What is the difference between a right of first refusal (ROFR) and a right of first offer (ROFO)?

A ROFR is a reactive right — the tenant can match any bona fide third-party offer the landlord receives for designated space, but the landlord controls the timing and terms. A ROFO is a proactive right — when expansion space becomes available, the landlord must first offer it to the tenant before marketing it externally, giving the tenant first-mover advantage. ROFOs are generally considered more tenant-favorable because the tenant sets the initial terms rather than reacting to unknown third-party economics.

How does a commercial tenant exercise a right of first refusal?

When the landlord receives a bona fide offer from a third party for the ROFR space, the landlord must notify the tenant of the offer terms. The tenant then has a limited period — typically 5 to 15 business days — to match the terms exactly and exercise the ROFR. If the tenant declines or fails to respond within the deadline, the landlord may proceed to lease to the third party on those terms. The tenant should have internal approval processes and financial resources pre-arranged so decisions can be made quickly within the notice window.

What are the typical time limits for making a decision on a right of first refusal?

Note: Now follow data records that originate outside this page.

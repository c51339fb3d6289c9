//! aniresolve - resolve anime episodes into playable streams
//!
//! Queries a provider's AJAX endpoints for an episode's playback servers,
//! fetches each server's sources, expands HLS master playlists into quality
//! variants and returns one ranked, deduplicated list of videos with the
//! combined subtitle tracks attached.
//!
//! # Modules
//!
//! - `models` - Data structures for episodes, servers, sources and videos
//! - `api` - Provider client (server discovery, sources, episode lists)
//! - `stream` - Playlist resolution, subtitle aggregation, video assembly
//! - `error` - Error taxonomy
//! - `config` - Configuration file handling
//! - `cli` - Command line definitions and output helpers

pub mod api;
pub mod cli;
pub mod config;
pub mod error;
pub mod models;
pub mod stream;

// Re-export commonly used types
pub use models::{
    AudioKind, Diagnostic, DiagnosticKind, EpisodeEntry, EpisodeRef, MediaType, PlaylistVariant,
    Resolution, Server, SourceDescriptor, SourceFile, Track, Video,
};

pub use api::ProviderClient;
pub use config::Config;
pub use error::{ErrorKind, ResolveError};
pub use stream::{PlaylistResolver, SubtitleAggregator, VideoAssembler};

/// Resolve one episode with the given configuration
pub async fn resolve_episode(
    config: &Config,
    episode: &EpisodeRef,
) -> error::Result<Resolution> {
    VideoAssembler::new(config).assemble(episode).await
}
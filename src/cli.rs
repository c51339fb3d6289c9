//! CLI - Command Line Interface for aniresolve
//!
//! Every command prints JSON-parseable output and exits with a semantic code.
//!
//! # Examples
//!
//! ```bash
//! # Resolve an episode into playable streams
//! aniresolve resolve "/watch/one-piece-100?ep=2142"
//!
//! # Inspect the pipeline step by step
//! aniresolve servers 2142 --dub
//! aniresolve sources 612345
//! aniresolve playlist https://cdn.example/hls/master.m3u8
//! ```

use clap::{Args, Parser, Subcommand};
use serde::{Deserialize, Serialize};
use std::io::IsTerminal;
use std::path::PathBuf;

use crate::error::ErrorKind;

// =============================================================================
// Exit Codes
// =============================================================================

/// Exit codes for CLI operations (semantic for scripting)
#[derive(Debug, Clone, Copy, PartialEq, Eq)]
#[repr(i32)]
pub enum ExitCode {
    /// Success
    Success = 0,
    /// General error
    Error = 1,
    /// Invalid arguments
    InvalidArgs = 2,
    /// Network or upstream HTTP error
    NetworkError = 3,
    /// Episode or anime not found
    NotFound = 4,
    /// No playable source
    NoStreams = 5,
    /// Response or playlist could not be used
    BadResponse = 6,
}

impl From<ExitCode> for i32 {
    fn from(code: ExitCode) -> i32 {
        code as i32
    }
}

impl From<ExitCode> for std::process::ExitCode {
    fn from(code: ExitCode) -> std::process::ExitCode {
        std::process::ExitCode::from(code as u8)
    }
}

impl From<ErrorKind> for ExitCode {
    fn from(kind: ErrorKind) -> ExitCode {
        match kind {
            ErrorKind::Network | ErrorKind::Remote => ExitCode::NetworkError,
            ErrorKind::Decode | ErrorKind::Format => ExitCode::BadResponse,
            ErrorKind::NotFound => ExitCode::NotFound,
            ErrorKind::NoPlayableSource => ExitCode::NoStreams,
        }
    }
}

// =============================================================================
// Main CLI Structure
// =============================================================================

/// aniresolve - resolve anime episodes into playable streams
#[derive(Parser, Debug)]
#[command(
    name = "aniresolve",
    version,
    about = "Resolve anime episodes into ranked, playable streams with subtitles",
    after_help = "EXAMPLES:\n\
                  aniresolve resolve 2142                    Resolve episode 2142\n\
                  aniresolve resolve '/watch/x-100?ep=2142'  Resolve from a watch URL\n\
                  aniresolve episodes /one-piece-100         List episodes\n\
                  aniresolve playlist <url> --json           Expand one master playlist"
)]
pub struct Cli {
    /// Output format as JSON (default for non-TTY)
    #[arg(long, short = 'j', global = true)]
    pub json: bool,

    /// Suppress non-essential output
    #[arg(long, short = 'q', global = true)]
    pub quiet: bool,

    /// Verbose logging (debug level)
    #[arg(long, short = 'v', global = true)]
    pub verbose: bool,

    /// Path to config file
    #[arg(long, short = 'c', global = true)]
    pub config: Option<PathBuf>,

    /// Provider origin (overrides config)
    #[arg(long, global = true)]
    pub base_url: Option<String>,

    #[command(subcommand)]
    pub command: Command,
}

impl Cli {
    /// Check if JSON output should be used
    pub fn should_json(&self) -> bool {
        self.json || !std::io::stdout().is_terminal()
    }

    /// Log filter derived from flags
    pub fn log_level(&self) -> &'static str {
        if self.verbose {
            "debug"
        } else if self.quiet {
            "error"
        } else {
            "warn"
        }
    }
}

// =============================================================================
// Subcommands
// =============================================================================

#[derive(Subcommand, Debug)]
pub enum Command {
    /// Resolve an episode into playable videos
    #[command(visible_alias = "r")]
    Resolve(ResolveCmd),

    /// List playback servers for an episode
    #[command(visible_alias = "srv")]
    Servers(ServersCmd),

    /// Show the raw source descriptor of one server
    #[command(visible_alias = "src")]
    Sources(SourcesCmd),

    /// Expand an HLS master playlist into quality variants
    #[command(visible_alias = "pl")]
    Playlist(PlaylistCmd),

    /// List the episodes of an anime
    #[command(visible_alias = "ep")]
    Episodes(EpisodesCmd),
}

/// Resolve an episode reference (id or watch URL with `ep=`)
#[derive(Args, Debug)]
pub struct ResolveCmd {
    /// Episode id or watch URL
    #[arg(required = true)]
    pub episode: String,

    /// Also resolve DUB servers
    #[arg(long)]
    pub dub: bool,

    /// Maximum number of videos to print
    #[arg(long, short = 'l')]
    pub limit: Option<usize>,

    /// Servers processed in parallel (overrides config)
    #[arg(long)]
    pub concurrency: Option<usize>,
}

/// List playback servers for an episode
#[derive(Args, Debug)]
pub struct ServersCmd {
    /// Episode id or watch URL
    #[arg(required = true)]
    pub episode: String,

    /// Include DUB servers
    #[arg(long)]
    pub dub: bool,
}

/// Fetch one server's source descriptor
#[derive(Args, Debug)]
pub struct SourcesCmd {
    /// Server id from `servers` output
    #[arg(required = true)]
    pub server_id: String,
}

/// Expand a master playlist
#[derive(Args, Debug)]
pub struct PlaylistCmd {
    /// Master playlist URL
    #[arg(required = true)]
    pub url: String,
}

/// List episodes for an anime page
#[derive(Args, Debug)]
pub struct EpisodesCmd {
    /// Anime page URL or id (e.g. /one-piece-100)
    #[arg(required = true)]
    pub anime: String,

    /// Maximum number of episodes
    #[arg(long, short = 'l')]
    pub limit: Option<usize>,
}

// =============================================================================
// JSON Output Types
// =============================================================================

/// Generic JSON output wrapper with status
#[derive(Debug, Serialize, Deserialize)]
pub struct JsonOutput<T: Serialize> {
    #[serde(skip_serializing_if = "Option::is_none")]
    pub data: Option<T>,
    #[serde(skip_serializing_if = "Option::is_none")]
    pub error: Option<String>,
    #[serde(skip_serializing_if = "Option::is_none")]
    pub kind: Option<ErrorKind>,
    #[serde(skip_serializing_if = "is_zero")]
    pub exit_code: i32,
}

fn is_zero(n: &i32) -> bool {
    *n == 0
}

impl<T: Serialize> JsonOutput<T> {
    /// Create success output with data
    pub fn success(data: T) -> Self {
        Self {
            data: Some(data),
            error: None,
            kind: None,
            exit_code: 0,
        }
    }
}

impl JsonOutput<()> {
    /// Create error output (no data)
    pub fn error_msg(msg: impl Into<String>, kind: Option<ErrorKind>, code: ExitCode) -> Self {
        Self {
            data: None,
            error: Some(msg.into()),
            kind,
            exit_code: code.into(),
        }
    }
}

// =============================================================================
// Output Helpers
// =============================================================================

/// Output handler for consistent formatting
pub struct Output {
    pub json: bool,
    pub quiet: bool,
}

impl Output {
    pub fn new(cli: &Cli) -> Self {
        Self {
            json: cli.should_json(),
            quiet: cli.quiet,
        }
    }

    /// Print success data
    pub fn print<T: Serialize>(&self, data: T) -> anyhow::Result<()> {
        if self.json {
            let output = JsonOutput::success(data);
            println!("{}", serde_json::to_string_pretty(&output)?);
        } else {
            // For non-JSON, caller should handle formatting
            println!("{}", serde_json::to_string_pretty(&data)?);
        }
        Ok(())
    }

    /// Print human-readable lines (falls back to JSON data in JSON mode)
    pub fn print_lines<T: Serialize>(&self, data: T, lines: &[String]) -> anyhow::Result<()> {
        if self.json {
            return self.print(data);
        }
        for line in lines {
            println!("{}", line);
        }
        Ok(())
    }

    /// Print error and return exit code
    pub fn error(&self, msg: impl Into<String>, code: ExitCode) -> ExitCode {
        self.report(msg.into(), None, code)
    }

    /// Print a resolution error, mapping its kind to an exit code
    pub fn failure(&self, context: &str, err: &crate::error::ResolveError) -> ExitCode {
        let kind = err.kind();
        self.report(format!("{}: {}", context, err), Some(kind), kind.into())
    }

    fn report(&self, msg: String, kind: Option<ErrorKind>, code: ExitCode) -> ExitCode {
        if self.json {
            let output = JsonOutput::<()>::error_msg(&msg, kind, code);
            if let Ok(json) = serde_json::to_string_pretty(&output) {
                eprintln!("{}", json);
            }
        } else if !self.quiet {
            eprintln!("Error: {}", msg);
        }
        code
    }

    /// Print info message (suppressed in quiet mode)
    pub fn info(&self, msg: impl std::fmt::Display) {
        if !self.quiet && !self.json {
            eprintln!("{}", msg);
        }
    }
}

// =============================================================================
// Tests
// =============================================================================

ROFR exercise periods typically range from 5 to 15 business days from the date the landlord delivers written notice of the third-party offer. Shorter periods (5 business days) favor landlords by pressuring tenants into rapid decisions. Tenants should negotiate at least 10 business days — not calendar days — to provide adequate time for financial analysis and internal approvals. Some leases also specify that if the landlord later agrees to materially different terms with the third party, the ROFR resets and the tenant must be re-offered the space.